Daisee decides to ruin all of my fun and games. She wakes up screaming at the top of her lungs. She's acting like a crazy and pissed drug addicted junkie. I have no idea what she wants or how to calm her down. One tactic that usually works in a moment like this is to pick her up and walk around with her, but she's getting too heavy and I'm too tired to indulge her. I try a modified version of that by holding her close while I lie down. No dice. So I sit up and do the same thing, but she's still pissed. Then I asked my loving husband to make her 8oz. of milk in a bottle. Lots of thoughts are racing in my head - she's too old to be using a bottle and I'm afraid that after she finishes the 8oz, she will scream her head off, but 8 oz is the limit that a bottle will hold. Finally (probably only 90 seconds, but it felt a lot longer because she's screaming the entire time), Josh comes back with the bottle. I try to give it to her but she resists. So I force it into her mouth. Miraculously, she shuts up and peacefully begins to drink the milk. As she's drinking, I tell Josh about my fear that she will scream as soon as the bottle is finished and why don't they make a 24oz "big gulp" bottle for infants. I know it sounds silly but in moments of desperation and when you want to calm a screaming baby, all sorts of implausibilities start to make sense.

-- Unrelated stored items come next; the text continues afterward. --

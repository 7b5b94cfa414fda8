//! Dust cover / flat-field calibrator contract.

use anyhow::Result;
use async_trait::async_trait;
use serde::{Deserialize, Serialize};

use super::Driver;

/// Position of the cover as reported by the device.
#[derive(Clone, Copy, Debug, PartialEq, Eq, Serialize, Deserialize)]
pub enum CoverStatus {
    /// Device has no motorised cover
    NotPresent,
    /// Fully closed
    Closed,
    /// Opening or closing
    Moving,
    /// Fully open
    Open,
    /// Device cannot tell
    Unknown,
    /// Device reported a fault
    Error,
}

/// Calibrator features of a cover, read on connect.
#[derive(Clone, Copy, Debug, Default, PartialEq, Eq, Serialize)]
pub struct CoverCapabilities {
    /// Zero when the device has no calibrator light
    pub max_brightness: u32,
}

/// Dust cover, optionally with a flat-field light.
#[async_trait]
pub trait Cover: Driver {
    /// Capability snapshot, only meaningful while connected.
    fn capabilities(&self) -> CoverCapabilities;

    /// Start opening; completion is observed through [`Cover::cover_status`].
    async fn open(&self) -> Result<()>;

    /// Start closing; completion is observed through [`Cover::cover_status`].
    async fn close(&self) -> Result<()>;

    /// Current cover position
    async fn cover_status(&self) -> Result<CoverStatus>;

    /// Calibrator brightness, zero when the light is off
    async fn brightness(&self) -> Result<u32>;

    /// Set the calibrator brightness, zero switches it off.
    async fn set_brightness(&self, brightness: u32) -> Result<()>;
}
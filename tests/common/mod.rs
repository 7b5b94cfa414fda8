//! Scripted fake drivers shared by the integration tests.
//!
//! Each fake keeps its counters in an `Arc`'d script so a test can inspect them after
//! the driver itself has been boxed into a `Controllable`.

#![allow(dead_code)]

use anyhow::{bail, Result};
use async_trait::async_trait;
use chrono::{DateTime, TimeZone, Utc};
use parking_lot::Mutex;
use std::collections::HashSet;
use std::path::{Path, PathBuf};
use std::sync::atomic::{AtomicBool, AtomicU32, Ordering};
use std::sync::Arc;
use std::time::Duration;
use tokio::sync::watch;

use astro_sequencer::device::{Controllable, DeviceId, DeviceKind};
use astro_sequencer::drivers::{
    Camera, CameraCapabilities, ConnectionState, Cover, CoverCapabilities, CoverStatus, Driver,
    Frame, Guider, GuiderCapabilities, Mount, MountCapabilities, PixelBuffer, SettleSettings,
    TrackingSpeed,
};
use astro_sequencer::session::{CancelToken, EngineOptions, Target, VirtualClock};
use astro_sequencer::setup::{Setup, Telescope};
use astro_sequencer::storage::FrameWriter;

pub fn fake_id(kind: DeviceKind, id: &str) -> DeviceId {
    DeviceId::new(kind, id, format!("Fake {id}"), "fake").unwrap()
}

pub fn night_start() -> DateTime<Utc> {
    Utc.with_ymd_and_hms(2026, 10, 16, 21, 0, 0).unwrap()
}

pub fn virtual_clock() -> Arc<VirtualClock> {
    Arc::new(VirtualClock::new(night_start()))
}

/// Options with small caps so timeouts are reached in a handful of polls.
pub fn fast_options(output_dir: &Path) -> EngineOptions {
    EngineOptions {
        max_failsafe: 16,
        exposure: Duration::from_secs(30),
        image_ready_polls: 4,
        cover_wait_polls: 5,
        output_dir: output_dir.to_path_buf(),
        ..EngineOptions::default()
    }
}

pub fn targets(names: &[&str]) -> Vec<Target> {
    names
        .iter()
        .enumerate()
        .map(|(i, name)| Target::new(*name, 1.0 + i as f64, 10.0 * i as f64).unwrap())
        .collect()
}

/// Ordered record of lifecycle calls, shared by every fake of one test.
#[derive(Default)]
pub struct EventLog {
    events: Mutex<Vec<String>>,
}

impl EventLog {
    pub fn push(&self, event: impl Into<String>) {
        self.events.lock().push(event.into());
    }

    pub fn events(&self) -> Vec<String> {
        self.events.lock().clone()
    }

    pub fn count(&self, event: &str) -> usize {
        self.events.lock().iter().filter(|e| *e == event).count()
    }
}

// =============================================================================
// FakeMount
// =============================================================================

#[derive(Default)]
pub struct MountScript {
    pub connection: ConnectionState,
    /// 0-based slew calls the mount refuses
    pub reject_slews: Mutex<HashSet<u32>>,
    pub always_slewing: AtomicBool,
    /// `is_slewing` returns an error
    pub fail_slew_poll: AtomicBool,
    pub clock_unavailable: AtomicBool,
    pub fail_connect: AtomicBool,
    pub slew_calls: AtomicU32,
    pub slewing_polls: AtomicU32,
    /// Cancel this token on the given `is_slewing` poll
    pub cancel_on_poll: Mutex<Option<(u32, CancelToken)>>,
    pub tracking: AtomicBool,
}

pub struct FakeMount {
    pub script: Arc<MountScript>,
    pub log: Arc<EventLog>,
}
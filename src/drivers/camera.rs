//! Imaging camera contract and frame types.

use anyhow::Result;
use async_trait::async_trait;
use serde::{Deserialize, Serialize};
use std::time::Duration;

use super::Driver;

/// Pixel data in the camera's native format.
///
/// Astronomy cameras deliver 16-bit ADU counts; drivers that only expose a
/// generic image array (32-bit ints or doubles) keep that representation instead
/// of converting on the hot path.
#[derive(Clone, Debug, PartialEq, Serialize, Deserialize)]
pub enum PixelBuffer {
    /// 16-bit unsigned ADU (2 bytes/pixel)
    U16(Vec<u16>),
    /// 32-bit signed image array (4 bytes/pixel)
    I32(Vec<i32>),
    /// 64-bit floating point (8 bytes/pixel)
    F64(Vec<f64>),
}

impl PixelBuffer {
    /// Returns the number of pixels in the buffer.
    pub fn len(&self) -> usize {
        match self {
            PixelBuffer::U16(data) => data.len(),
            PixelBuffer::I32(data) => data.len(),
            PixelBuffer::F64(data) => data.len(),
        }
    }

    /// Returns true if the buffer contains no pixels.
    pub fn is_empty(&self) -> bool {
        self.len() == 0
    }

    /// Bytes per pixel of the native format.
    pub fn bytes_per_pixel(&self) -> usize {
        match self {
            PixelBuffer::U16(_) => 2,
            PixelBuffer::I32(_) => 4,
            PixelBuffer::F64(_) => 8,
        }
    }

    /// Returns the memory size in bytes.
    pub fn memory_bytes(&self) -> usize {
        self.len() * self.bytes_per_pixel()
    }

    /// Short name of the pixel format, as written to frame sidecars.
    pub fn format_name(&self) -> &'static str {
        match self {
            PixelBuffer::U16(_) => "u16",
            PixelBuffer::I32(_) => "i32",
            PixelBuffer::F64(_) => "f64",
        }
    }

    /// Little-endian byte dump of the pixels.
    pub fn to_le_bytes(&self) -> Vec<u8> {
        let mut out = Vec::with_capacity(self.memory_bytes());
        match self {
            PixelBuffer::U16(data) => data.iter().for_each(|v| out.extend_from_slice(&v.to_le_bytes())),
            PixelBuffer::I32(data) => data.iter().for_each(|v| out.extend_from_slice(&v.to_le_bytes())),
            PixelBuffer::F64(data) => data.iter().for_each(|v| out.extend_from_slice(&v.to_le_bytes())),
        }
        out
    }
}

/// A downloaded exposure.
#[derive(Clone, Debug, PartialEq)]
pub struct Frame {
    /// Width in pixels
    pub width: u32,
    /// Height in pixels
    pub height: u32,
    /// Row-major pixel data
    pub pixels: PixelBuffer,
    /// Requested exposure time
    pub exposure: Duration,
    /// Light frame (shutter open) vs dark frame
    pub light: bool,
}

/// Sensor geometry and optional features, read on connect.
#[derive(Clone, Copy, Debug, Default, PartialEq, Serialize)]
pub struct CameraCapabilities {
    /// Sensor width in pixels
    pub sensor_width: u32,
    /// Sensor height in pixels
    pub sensor_height: u32,
    /// Pixel pitch in micrometres
    pub pixel_size_um: f64,
    /// Whether the sensor cooler can be driven
    pub can_set_ccd_temperature: bool,
    /// Whether a running exposure can be aborted
    pub can_abort_exposure: bool,
}

/// Imaging camera.
#[async_trait]
pub trait Camera: Driver {
    /// Capability snapshot, only meaningful while connected.
    fn capabilities(&self) -> CameraCapabilities;

    /// Start an exposure and return immediately.
    async fn start_exposure(&self, duration: Duration, light: bool) -> Result<()>;

    /// Whether the last exposure has been read out and can be fetched with [`Camera::image`].
    async fn image_ready(&self) -> Result<bool>;

    /// The last completed exposure, `None` if nothing has been downloaded.
    async fn image(&self) -> Result<Option<Frame>>;

    /// Abort the running exposure. Fails unless `can_abort_exposure` is set.
    async fn abort_exposure(&self) -> Result<()> {
        anyhow::bail!("Abort exposure not supported by this camera")
    }

    /// Whether the cooler is running
    async fn cooler_on(&self) -> Result<bool>;

    /// Switch the cooler on or off.
    async fn set_cooler_on(&self, enabled: bool) -> Result<()>;
}

#[cfg(test)]
mod tests {
    use super::*;

    #[test]
    fn test_pixel_buffer_sizes() {
        let buffer = PixelBuffer::U16(vec![0; 16]);
        assert_eq!(buffer.len(), 16);
        assert_eq!(buffer.memory_bytes(), 32);
        assert_eq!(buffer.format_name(), "u16");
        assert!(PixelBuffer::F64(Vec::new()).is_empty());
    }

    #[test]
    fn test_pixel_buffer_little_endian_dump() {
        let buffer = PixelBuffer::U16(vec![0x0102, 0xA0B0]);
        assert_eq!(buffer.to_le_bytes(), vec![0x02, 0x01, 0xB0, 0xA0]);
    }
}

So my prediction comes true -- she finishes the 8oz in no time flat and starts to scream in fits of anger. I asked Josh to fill the bottle again. We agreed on 4oz. We repeat the entire cycle, ending with her screaming her head off after she finishes the second round of milk. Make another one, I command my husband - 8oz! He thinks 6 is enough so he comes back with 6. This time, her angry outbursts seem to be filled with more vim and vigor, probably fueled by 12oz of whole fat milk.
Then it occurs to me that she's pissed because she wants to play. We go downstairs and she immediately stops crying and is full of smiles. How can I take this sentient, moody, willful human being seriously?!